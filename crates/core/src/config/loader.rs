//! Configuration file loading and saving

use super::schema::ConfigSchema;
use crate::error::{Error, ErrorCode, Result};
use std::path::{Path, PathBuf};

const FILE_NAME: &str = "imgconv.toml";

/// Configuration wrapper
#[derive(Debug, Clone, Default, PartialEq)]
pub struct Config {
    /// Parsed and validated settings
    pub schema: ConfigSchema,
    /// File the settings were read from, if any
    pub path: Option<PathBuf>,
}

impl Config {
    /// Load configuration from a file path or the standard locations, else defaults.
    ///
    /// An explicit path that does not exist is an error; a missing file in the
    /// standard locations is not.
    pub fn load(path: Option<&Path>) -> Result<Self> {
        let config_path = match path {
            Some(p) if !p.exists() => return Err(Error::config_not_found(p)),
            Some(p) => Some(p.to_path_buf()),
            None => find_config_file(),
        };

        let schema = match &config_path {
            Some(p) => load_config_file(p)?,
            None => ConfigSchema::default(),
        };

        schema
            .validate()
            .into_result(ErrorCode::ConfigValidationError)
            .map_err(|e| match &config_path {
                Some(p) => {
                    let context = match &e.context {
                        Some(all) => format!("In {}: {}", p.display(), all),
                        None => format!("In {}", p.display()),
                    };
                    e.with_context(context)
                }
                None => e,
            })?;

        tracing::debug!(
            path = ?config_path,
            language = %schema.preferences.language,
            "Configuration loaded"
        );

        Ok(Self {
            schema,
            path: config_path,
        })
    }

    /// Write the configuration back to disk.
    ///
    /// Writes to `path` if given, else the file it was loaded from, else the
    /// per-user config file. Returns the path written.
    pub fn save(&self, path: Option<&Path>) -> Result<PathBuf> {
        let target = path
            .map(Path::to_path_buf)
            .or_else(|| self.path.clone())
            .or_else(user_config_path)
            .ok_or_else(|| {
                Error::config("No configuration directory available")
                    .with_suggestion("Pass --config to choose where preferences are stored")
            })?;

        if let Some(parent) = target.parent().filter(|p| !p.as_os_str().is_empty()) {
            std::fs::create_dir_all(parent)?;
        }

        let content = toml::to_string_pretty(&self.schema)?;
        std::fs::write(&target, content).map_err(|e| {
            Error::new(
                ErrorCode::WriteFailed,
                format!("Failed to write config file {}", target.display()),
            )
            .with_source(e)
        })?;

        tracing::info!(path = %target.display(), "Configuration saved");
        Ok(target)
    }
}

/// Per-user configuration file location
pub fn user_config_path() -> Option<PathBuf> {
    dirs::config_dir().map(|dir| dir.join("imgconv").join("config.toml"))
}

/// Find configuration file in standard locations
fn find_config_file() -> Option<PathBuf> {
    let local = [PathBuf::from(".imgconv.toml"), PathBuf::from(FILE_NAME)];

    local
        .into_iter()
        .chain(user_config_path())
        .find(|candidate| candidate.exists())
}

/// Load and parse a TOML configuration file
fn load_config_file(path: &Path) -> Result<ConfigSchema> {
    let content = std::fs::read_to_string(path).map_err(|e| {
        Error::new(
            ErrorCode::ConfigError,
            format!("Failed to read config file {}", path.display()),
        )
        .with_source(e)
    })?;

    toml::from_str(&content).map_err(|e| {
        Error::from(e).with_context(format!("In {}", path.display()))
    })
}

#[cfg(test)]
mod tests {
    use super::*;
    use crate::config::Theme;
    use tempfile::TempDir;

    #[test]
    fn test_config_default() {
        let config = Config::default();
        assert!(config.path.is_none());
        assert_eq!(config.schema.conversion.max_upload_bytes, 100 * 1024 * 1024);
    }

    #[test]
    fn test_explicit_missing_file_is_error() {
        let dir = TempDir::new().unwrap();
        let err = Config::load(Some(&dir.path().join("nope.toml"))).unwrap_err();
        assert_eq!(err.code, ErrorCode::ConfigNotFound);
    }

    #[test]
    fn test_load_explicit_file() {
        let dir = TempDir::new().unwrap();
        let path = dir.path().join("imgconv.toml");
        std::fs::write(&path, "[preferences]\nlanguage = \"fr\"\ntheme = \"dark\"\n").unwrap();

        let config = Config::load(Some(&path)).unwrap();
        assert_eq!(config.schema.preferences.language, "fr");
        assert_eq!(config.schema.preferences.theme, Theme::Dark);
        assert_eq!(config.path.as_deref(), Some(path.as_path()));
    }

    #[test]
    fn test_invalid_values_are_rejected() {
        let dir = TempDir::new().unwrap();
        let path = dir.path().join("imgconv.toml");
        std::fs::write(&path, "[conversion]\njpeg_quality = 0\n").unwrap();

        let err = Config::load(Some(&path)).unwrap_err();
        assert_eq!(err.code, ErrorCode::ConfigValidationError);
    }

    #[test]
    fn test_malformed_toml_is_parse_error() {
        let dir = TempDir::new().unwrap();
        let path = dir.path().join("imgconv.toml");
        std::fs::write(&path, "[preferences\n").unwrap();

        let err = Config::load(Some(&path)).unwrap_err();
        assert_eq!(err.code, ErrorCode::ConfigParseError);
    }

    #[test]
    fn test_save_then_load() {
        let dir = TempDir::new().unwrap();
        let path = dir.path().join("nested").join("config.toml");

        let mut config = Config::default();
        config.schema.preferences.language = "ja".to_string();
        let written = config.save(Some(&path)).unwrap();
        assert_eq!(written, path);

        let reloaded = Config::load(Some(&path)).unwrap();
        assert_eq!(reloaded.schema, config.schema);
    }
}
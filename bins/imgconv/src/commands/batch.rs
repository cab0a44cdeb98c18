//! Batch command - convert every image in a directory

use super::target_format;
use imgconv_cli::output::{format_count, format_duration, Status};
use imgconv_cli::progress;
use imgconv_core::config::Config;
use imgconv_core::{Error, ErrorCode, Result};
use imgconv_image::batch::{convert_batch, BatchOutcome};
use imgconv_image::{is_accepted_media_type, media_type_for_path, ConversionRequest, ConverterOptions};
use std::path::{Path, PathBuf};
use std::time::Instant;
use walkdir::WalkDir;

/// Arguments of `imgconv batch`
pub struct BatchArgs {
    pub dir: PathBuf,
    pub out_dir: PathBuf,
    pub format: Option<String>,
    pub width: Option<i64>,
    pub height: Option<i64>,
    pub recursive: bool,
}

/// Convert all accepted images under `dir` into `out_dir`
pub fn run(config: &Config, args: BatchArgs, json: bool) -> Result<()> {
    let conversion = &config.schema.conversion;
    let format = target_format(args.format.as_deref(), conversion)?;

    if !args.dir.is_dir() {
        return Err(Error::file_not_found(&args.dir).with_suggestion("Pass a directory of images"));
    }

    let inputs = collect_images(&args.dir, args.recursive);
    if inputs.is_empty() {
        if json {
            println!("[]");
        } else {
            Status::warning(format!("No images found in {}", args.dir.display()));
        }
        return Ok(());
    }

    let request = ConversionRequest {
        format,
        width: args.width,
        height: args.height,
        maintain_aspect: true,
    };
    let options = ConverterOptions::from(conversion);

    if !json {
        Status::info(format!(
            "Converting {} to {}",
            format_count(inputs.len(), "image", "images"),
            format.extension().to_uppercase()
        ));
    }

    let pb = if json {
        progress::hidden()
    } else {
        progress::file_progress(inputs.len() as u64)
    };

    let start = Instant::now();
    let outcomes = convert_batch(&inputs, &request, &options, &args.out_dir, |_| pb.inc(1));
    let failed = outcomes.iter().filter(|o| !o.is_ok()).count();

    if failed == 0 {
        progress::finish_success(&pb, "done");
    } else {
        progress::finish_error(&pb, &format!("{} failed", failed));
    }

    if json {
        println!("{}", serde_json::to_string_pretty(&json_outcomes(&outcomes))?);
    } else {
        print_summary(&outcomes, failed, start.elapsed());
    }

    if failed > 0 {
        return Err(Error::new(
            ErrorCode::ImageError,
            format!("{} of {} failed", format_count(failed, "image", "images"), inputs.len()),
        ));
    }
    Ok(())
}

/// Files under `dir` whose extension maps to an accepted media type, sorted
fn collect_images(dir: &Path, recursive: bool) -> Vec<PathBuf> {
    let max_depth = if recursive { usize::MAX } else { 1 };
    let mut files: Vec<PathBuf> = WalkDir::new(dir)
        .max_depth(max_depth)
        .into_iter()
        .filter_map(|e| e.ok())
        .filter(|e| e.file_type().is_file())
        .map(|e| e.into_path())
        .filter(|p| media_type_for_path(p).is_some_and(is_accepted_media_type))
        .collect();
    files.sort();
    files
}

fn json_outcomes(outcomes: &[BatchOutcome]) -> Vec<serde_json::Value> {
    outcomes
        .iter()
        .map(|o| match &o.result {
            Ok((output, dims)) => serde_json::json!({
                "input": o.input,
                "output": output,
                "width": dims.width,
                "height": dims.height,
            }),
            Err(e) => serde_json::json!({
                "input": o.input,
                "error": e.to_string(),
            }),
        })
        .collect()
}

fn print_summary(outcomes: &[BatchOutcome], failed: usize, elapsed: std::time::Duration) {
    println!();
    for outcome in outcomes {
        if let Err(e) = &outcome.result {
            Status::error(format!("{}: {}", outcome.input.display(), e));
        }
    }

    let converted = outcomes.len() - failed;
    Status::success(format!(
        "Converted {} in {}",
        format_count(converted, "image", "images"),
        format_duration(elapsed)
    ));
    if failed > 0 {
        Status::warning(format!("{} could not be converted", format_count(failed, "image", "images")));
    }
}
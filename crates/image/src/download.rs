//! Saving a converted artifact under its download name.

use crate::artifact::{ArtifactRegistry, ConvertedArtifact};
use crate::{ImageError, Result, TargetFormat};
use std::path::{Path, PathBuf};

/// Stem every download is saved under.
pub const DOWNLOAD_STEM: &str = "converted-image";

/// `converted-image.<ext>` for a format.
pub fn download_file_name(format: TargetFormat) -> String {
    format!("{}.{}", DOWNLOAD_STEM, format.extension())
}

/// Write the bytes behind a live artifact into `dir`.
///
/// The bytes are resolved through the registry, so a revoked artifact can no
/// longer be saved. An existing file with the same name is overwritten.
pub fn save_artifact(
    registry: &ArtifactRegistry,
    artifact: Option<&ConvertedArtifact>,
    dir: &Path,
) -> Result<PathBuf> {
    let artifact = artifact.ok_or_else(|| ImageError::download("no converted image"))?;
    let bytes = registry
        .resolve(artifact.handle())
        .ok_or_else(|| ImageError::download(format!("{} has been released", artifact.handle())))?;

    let write_error = |message: String| {
        move |e: std::io::Error| ImageError::Download {
            message,
            source: Some(e),
        }
    };

    std::fs::create_dir_all(dir)
        .map_err(write_error(format!("cannot create {}", dir.display())))?;

    let path = dir.join(artifact.file_name());
    std::fs::write(&path, &bytes).map_err(write_error(format!("cannot write {}", path.display())))?;

    tracing::info!(
        action = "download",
        path = %path.display(),
        format = %artifact.format(),
        size = bytes.len(),
        "Converted image saved"
    );

    Ok(path)
}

####################

TASK STATEMENT:
What you output must match the lines from the beginning of the material through the line with "from, if any" exactly, both ends included.

COMPLETED TASK:
filename crates/core/src/config/loader.rs
//! Configuration file loading and saving

use super::schema::ConfigSchema;
use crate::error::{Error, ErrorCode, Result};
use std::path::{Path, PathBuf};

const FILE_NAME: &str = "imgconv.toml";

/// Configuration wrapper
#[derive(Debug, Clone, Default, PartialEq)]
pub struct Config {
    /// Parsed and validated settings
    pub schema: ConfigSchema,
    /// File the settings were read from, if any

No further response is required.